### YOUR ASSIGNMENT
From the data below, return each line in which the string "into" is found.

### PROVIDED ENTRIES
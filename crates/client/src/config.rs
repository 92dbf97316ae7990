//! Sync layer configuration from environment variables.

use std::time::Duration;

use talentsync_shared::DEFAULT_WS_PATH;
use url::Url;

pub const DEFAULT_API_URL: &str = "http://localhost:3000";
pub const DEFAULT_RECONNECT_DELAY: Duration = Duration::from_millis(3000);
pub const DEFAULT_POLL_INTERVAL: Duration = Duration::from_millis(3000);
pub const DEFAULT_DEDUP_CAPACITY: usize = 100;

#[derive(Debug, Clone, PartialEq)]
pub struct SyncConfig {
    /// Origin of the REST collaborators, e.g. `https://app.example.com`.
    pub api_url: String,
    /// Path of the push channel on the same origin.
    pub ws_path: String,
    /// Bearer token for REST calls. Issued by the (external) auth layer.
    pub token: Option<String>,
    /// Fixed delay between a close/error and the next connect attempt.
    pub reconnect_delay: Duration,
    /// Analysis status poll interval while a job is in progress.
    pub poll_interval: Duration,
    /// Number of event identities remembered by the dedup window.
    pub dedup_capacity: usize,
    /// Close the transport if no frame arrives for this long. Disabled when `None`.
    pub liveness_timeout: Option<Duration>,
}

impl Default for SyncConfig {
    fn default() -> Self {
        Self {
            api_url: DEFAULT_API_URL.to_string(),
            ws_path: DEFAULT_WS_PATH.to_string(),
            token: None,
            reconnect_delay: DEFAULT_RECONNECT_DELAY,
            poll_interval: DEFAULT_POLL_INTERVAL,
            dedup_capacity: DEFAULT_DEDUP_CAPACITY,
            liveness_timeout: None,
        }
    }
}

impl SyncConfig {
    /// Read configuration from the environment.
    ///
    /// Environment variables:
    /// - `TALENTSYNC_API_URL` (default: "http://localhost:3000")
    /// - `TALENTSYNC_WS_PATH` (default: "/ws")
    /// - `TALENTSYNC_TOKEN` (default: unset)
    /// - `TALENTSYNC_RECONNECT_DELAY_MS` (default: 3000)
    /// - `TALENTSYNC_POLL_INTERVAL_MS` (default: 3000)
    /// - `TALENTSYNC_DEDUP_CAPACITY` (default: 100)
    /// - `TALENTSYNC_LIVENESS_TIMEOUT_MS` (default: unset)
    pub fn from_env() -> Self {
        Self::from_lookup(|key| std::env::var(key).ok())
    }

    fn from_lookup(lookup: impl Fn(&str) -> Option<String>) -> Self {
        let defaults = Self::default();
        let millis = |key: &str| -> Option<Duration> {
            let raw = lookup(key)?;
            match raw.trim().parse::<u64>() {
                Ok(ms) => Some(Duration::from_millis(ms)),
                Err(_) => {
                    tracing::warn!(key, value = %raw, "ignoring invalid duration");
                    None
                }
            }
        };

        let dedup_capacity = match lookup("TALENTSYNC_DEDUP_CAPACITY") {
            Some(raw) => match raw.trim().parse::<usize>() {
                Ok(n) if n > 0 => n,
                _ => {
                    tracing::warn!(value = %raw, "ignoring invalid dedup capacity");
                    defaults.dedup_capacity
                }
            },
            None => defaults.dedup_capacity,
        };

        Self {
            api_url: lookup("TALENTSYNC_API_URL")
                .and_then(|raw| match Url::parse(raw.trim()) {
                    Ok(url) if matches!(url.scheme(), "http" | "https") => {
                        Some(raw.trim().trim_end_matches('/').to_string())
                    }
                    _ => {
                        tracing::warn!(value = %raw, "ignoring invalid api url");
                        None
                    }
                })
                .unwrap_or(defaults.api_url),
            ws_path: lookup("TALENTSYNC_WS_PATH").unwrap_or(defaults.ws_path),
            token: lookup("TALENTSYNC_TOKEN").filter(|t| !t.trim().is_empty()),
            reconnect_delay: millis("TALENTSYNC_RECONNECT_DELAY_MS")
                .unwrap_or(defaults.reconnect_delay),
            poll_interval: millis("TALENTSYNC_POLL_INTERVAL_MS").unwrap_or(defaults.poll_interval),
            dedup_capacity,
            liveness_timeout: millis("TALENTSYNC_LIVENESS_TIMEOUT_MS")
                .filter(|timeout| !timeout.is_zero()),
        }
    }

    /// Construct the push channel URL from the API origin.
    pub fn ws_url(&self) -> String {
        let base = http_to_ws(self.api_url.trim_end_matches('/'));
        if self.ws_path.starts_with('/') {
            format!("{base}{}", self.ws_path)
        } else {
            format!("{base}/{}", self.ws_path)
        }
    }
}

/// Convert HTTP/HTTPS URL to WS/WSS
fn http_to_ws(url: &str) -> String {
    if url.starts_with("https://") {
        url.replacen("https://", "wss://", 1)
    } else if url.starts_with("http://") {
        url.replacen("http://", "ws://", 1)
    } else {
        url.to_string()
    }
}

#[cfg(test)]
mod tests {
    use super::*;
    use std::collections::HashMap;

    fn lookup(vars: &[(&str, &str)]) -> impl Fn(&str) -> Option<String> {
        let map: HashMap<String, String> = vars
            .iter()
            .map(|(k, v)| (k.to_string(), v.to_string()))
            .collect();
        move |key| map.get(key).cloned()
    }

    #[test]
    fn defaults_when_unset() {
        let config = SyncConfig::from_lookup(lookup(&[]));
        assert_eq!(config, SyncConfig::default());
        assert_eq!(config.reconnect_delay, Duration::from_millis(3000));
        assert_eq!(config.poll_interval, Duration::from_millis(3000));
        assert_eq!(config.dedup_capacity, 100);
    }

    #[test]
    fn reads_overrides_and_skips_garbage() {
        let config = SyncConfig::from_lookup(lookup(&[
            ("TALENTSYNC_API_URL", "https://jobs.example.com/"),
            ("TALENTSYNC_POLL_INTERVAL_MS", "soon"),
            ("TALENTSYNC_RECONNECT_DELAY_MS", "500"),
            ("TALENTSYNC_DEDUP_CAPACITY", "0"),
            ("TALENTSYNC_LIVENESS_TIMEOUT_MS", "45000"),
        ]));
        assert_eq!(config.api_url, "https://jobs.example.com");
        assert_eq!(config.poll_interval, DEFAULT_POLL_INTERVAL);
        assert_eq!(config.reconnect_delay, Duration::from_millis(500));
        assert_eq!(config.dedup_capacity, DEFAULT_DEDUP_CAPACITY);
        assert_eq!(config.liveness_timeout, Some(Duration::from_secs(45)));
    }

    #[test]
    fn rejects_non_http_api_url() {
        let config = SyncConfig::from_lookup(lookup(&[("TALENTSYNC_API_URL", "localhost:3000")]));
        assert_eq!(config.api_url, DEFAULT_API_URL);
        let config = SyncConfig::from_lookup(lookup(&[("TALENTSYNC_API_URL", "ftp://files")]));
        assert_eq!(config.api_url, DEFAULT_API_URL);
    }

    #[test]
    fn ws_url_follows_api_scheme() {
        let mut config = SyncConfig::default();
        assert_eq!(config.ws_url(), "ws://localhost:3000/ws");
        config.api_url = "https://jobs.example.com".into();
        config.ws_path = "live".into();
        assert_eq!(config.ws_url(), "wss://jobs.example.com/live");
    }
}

### ANSWER TO THIS PROBLEM
        config.api_url = "https://jobs.example.com".into();
        config.ws_path = "live".into();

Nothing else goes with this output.